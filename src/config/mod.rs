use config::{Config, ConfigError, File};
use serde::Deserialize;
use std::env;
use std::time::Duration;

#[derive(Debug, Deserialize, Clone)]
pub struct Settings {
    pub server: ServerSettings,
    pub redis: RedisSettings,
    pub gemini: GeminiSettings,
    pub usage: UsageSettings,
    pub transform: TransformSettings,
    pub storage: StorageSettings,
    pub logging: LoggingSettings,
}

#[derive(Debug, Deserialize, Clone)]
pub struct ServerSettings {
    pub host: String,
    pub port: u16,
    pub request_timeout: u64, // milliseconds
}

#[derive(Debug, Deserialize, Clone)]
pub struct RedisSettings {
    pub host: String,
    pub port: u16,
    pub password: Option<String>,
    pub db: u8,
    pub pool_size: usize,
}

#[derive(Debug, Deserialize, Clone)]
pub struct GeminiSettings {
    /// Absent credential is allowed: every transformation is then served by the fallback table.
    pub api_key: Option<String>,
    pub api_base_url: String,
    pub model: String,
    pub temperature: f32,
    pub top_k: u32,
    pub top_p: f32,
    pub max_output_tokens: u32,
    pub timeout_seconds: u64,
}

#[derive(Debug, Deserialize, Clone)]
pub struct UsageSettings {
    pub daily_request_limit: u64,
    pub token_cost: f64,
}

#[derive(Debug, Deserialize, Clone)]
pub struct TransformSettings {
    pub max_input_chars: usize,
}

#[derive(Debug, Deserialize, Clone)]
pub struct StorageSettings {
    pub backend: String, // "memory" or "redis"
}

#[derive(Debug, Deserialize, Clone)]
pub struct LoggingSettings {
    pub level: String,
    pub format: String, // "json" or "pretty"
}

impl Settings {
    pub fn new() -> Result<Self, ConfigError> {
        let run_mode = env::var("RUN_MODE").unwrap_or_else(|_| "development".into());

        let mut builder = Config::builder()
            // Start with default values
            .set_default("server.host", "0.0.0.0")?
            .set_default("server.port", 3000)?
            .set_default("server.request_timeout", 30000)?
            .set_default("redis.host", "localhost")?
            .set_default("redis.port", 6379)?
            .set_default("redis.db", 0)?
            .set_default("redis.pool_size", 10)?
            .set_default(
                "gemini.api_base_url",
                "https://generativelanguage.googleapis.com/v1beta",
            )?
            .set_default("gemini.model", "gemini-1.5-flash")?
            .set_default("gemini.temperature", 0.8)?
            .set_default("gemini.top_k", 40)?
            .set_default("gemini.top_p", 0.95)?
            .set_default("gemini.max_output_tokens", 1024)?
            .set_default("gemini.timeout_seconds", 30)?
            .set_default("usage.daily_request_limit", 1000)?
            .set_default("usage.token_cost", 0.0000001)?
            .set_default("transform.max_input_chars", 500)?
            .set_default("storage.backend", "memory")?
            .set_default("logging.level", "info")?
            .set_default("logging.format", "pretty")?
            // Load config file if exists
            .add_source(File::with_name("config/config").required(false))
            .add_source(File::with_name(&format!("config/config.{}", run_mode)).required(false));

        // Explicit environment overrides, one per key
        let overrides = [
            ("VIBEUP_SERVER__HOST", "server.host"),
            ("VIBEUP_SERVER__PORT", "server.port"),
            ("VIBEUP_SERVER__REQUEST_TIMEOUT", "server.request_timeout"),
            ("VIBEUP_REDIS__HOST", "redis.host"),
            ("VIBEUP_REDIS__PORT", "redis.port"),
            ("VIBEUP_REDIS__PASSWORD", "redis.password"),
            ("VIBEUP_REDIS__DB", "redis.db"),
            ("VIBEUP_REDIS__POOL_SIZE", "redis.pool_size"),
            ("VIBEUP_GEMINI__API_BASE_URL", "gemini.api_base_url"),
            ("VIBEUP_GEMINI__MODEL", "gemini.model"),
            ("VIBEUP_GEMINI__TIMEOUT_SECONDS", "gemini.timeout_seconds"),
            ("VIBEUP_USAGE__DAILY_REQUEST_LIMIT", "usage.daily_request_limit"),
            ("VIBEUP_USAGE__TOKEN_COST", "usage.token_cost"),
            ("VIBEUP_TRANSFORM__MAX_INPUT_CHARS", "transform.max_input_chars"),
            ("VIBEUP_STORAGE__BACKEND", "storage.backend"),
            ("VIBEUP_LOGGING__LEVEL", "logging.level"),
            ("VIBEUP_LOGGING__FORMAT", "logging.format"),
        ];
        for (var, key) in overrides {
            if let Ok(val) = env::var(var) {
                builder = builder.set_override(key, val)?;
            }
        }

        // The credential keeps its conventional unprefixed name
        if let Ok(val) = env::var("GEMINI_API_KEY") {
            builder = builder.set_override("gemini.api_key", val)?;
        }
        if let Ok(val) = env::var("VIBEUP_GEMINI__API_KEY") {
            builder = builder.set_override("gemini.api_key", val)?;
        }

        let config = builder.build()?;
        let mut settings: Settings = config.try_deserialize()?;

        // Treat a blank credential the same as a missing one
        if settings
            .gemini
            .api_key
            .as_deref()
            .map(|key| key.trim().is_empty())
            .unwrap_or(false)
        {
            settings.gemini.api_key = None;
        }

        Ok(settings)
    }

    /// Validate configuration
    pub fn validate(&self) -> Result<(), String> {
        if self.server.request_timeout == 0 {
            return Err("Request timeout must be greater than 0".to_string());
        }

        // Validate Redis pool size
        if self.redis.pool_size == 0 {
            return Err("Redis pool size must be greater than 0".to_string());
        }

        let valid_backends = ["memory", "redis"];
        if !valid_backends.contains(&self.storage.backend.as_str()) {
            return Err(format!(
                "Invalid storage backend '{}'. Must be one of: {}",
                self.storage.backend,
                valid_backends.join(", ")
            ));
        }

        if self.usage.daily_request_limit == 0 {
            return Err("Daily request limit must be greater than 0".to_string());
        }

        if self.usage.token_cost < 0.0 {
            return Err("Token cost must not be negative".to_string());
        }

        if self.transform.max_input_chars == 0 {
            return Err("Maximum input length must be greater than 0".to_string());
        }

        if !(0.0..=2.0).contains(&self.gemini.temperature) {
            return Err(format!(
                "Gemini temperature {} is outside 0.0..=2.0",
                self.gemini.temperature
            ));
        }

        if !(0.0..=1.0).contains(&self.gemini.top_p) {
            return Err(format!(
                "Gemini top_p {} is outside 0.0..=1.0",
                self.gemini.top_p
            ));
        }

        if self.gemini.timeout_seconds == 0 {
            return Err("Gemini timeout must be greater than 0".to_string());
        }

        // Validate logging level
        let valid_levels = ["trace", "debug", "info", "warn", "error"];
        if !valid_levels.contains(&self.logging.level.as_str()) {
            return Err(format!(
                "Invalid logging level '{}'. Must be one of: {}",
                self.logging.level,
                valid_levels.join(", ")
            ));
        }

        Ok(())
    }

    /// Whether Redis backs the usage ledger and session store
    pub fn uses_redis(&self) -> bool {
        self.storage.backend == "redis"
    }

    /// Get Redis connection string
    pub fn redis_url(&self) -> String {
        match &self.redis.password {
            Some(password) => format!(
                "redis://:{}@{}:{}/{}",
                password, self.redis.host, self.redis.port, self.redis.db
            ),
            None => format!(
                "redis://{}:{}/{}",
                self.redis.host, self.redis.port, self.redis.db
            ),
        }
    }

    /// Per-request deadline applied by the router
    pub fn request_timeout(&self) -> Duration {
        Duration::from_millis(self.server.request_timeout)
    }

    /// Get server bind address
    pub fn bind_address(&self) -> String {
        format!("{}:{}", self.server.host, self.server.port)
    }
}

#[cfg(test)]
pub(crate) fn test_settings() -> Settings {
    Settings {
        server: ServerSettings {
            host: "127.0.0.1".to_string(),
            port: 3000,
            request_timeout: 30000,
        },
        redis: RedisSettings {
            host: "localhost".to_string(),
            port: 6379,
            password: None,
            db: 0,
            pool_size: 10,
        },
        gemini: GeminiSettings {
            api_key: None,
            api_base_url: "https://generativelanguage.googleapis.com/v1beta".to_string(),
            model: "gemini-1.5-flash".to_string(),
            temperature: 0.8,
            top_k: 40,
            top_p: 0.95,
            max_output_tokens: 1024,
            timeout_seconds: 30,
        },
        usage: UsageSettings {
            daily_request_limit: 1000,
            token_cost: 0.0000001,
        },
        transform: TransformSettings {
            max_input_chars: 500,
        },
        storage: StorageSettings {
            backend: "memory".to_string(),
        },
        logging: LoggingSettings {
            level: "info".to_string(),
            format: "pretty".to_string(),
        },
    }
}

◆ **Assignment**: Working from the material above, retype exactly the lines from the one with "a missing one" through the one with "if self.usage.daily_request_limit == 0", both included, and only those lines.

◆ **Solution for this problem**:
        // Treat a blank credential the same as a missing one
        if settings
            .gemini
            .api_key
            .as_deref()
            .map(|key| key.trim().is_empty())
            .unwrap_or(false)
        {
            settings.gemini.api_key = None;
        }

        Ok(settings)
    }

    /// Validate configuration
    pub fn validate(&self) -> Result<(), String> {
        if self.server.request_timeout == 0 {
            return Err("Request timeout must be greater than 0".to_string());
        }

        // Validate Redis pool size
        if self.redis.pool_size == 0 {
            return Err("Redis pool size must be greater than 0".to_string());
        }

        let valid_backends = ["memory", "redis"];
        if !valid_backends.contains(&self.storage.backend.as_str()) {
            return Err(format!(
                "Invalid storage backend '{}'. Must be one of: {}",
                self.storage.backend,
                valid_backends.join(", ")
            ));
        }

        if self.usage.daily_request_limit == 0 {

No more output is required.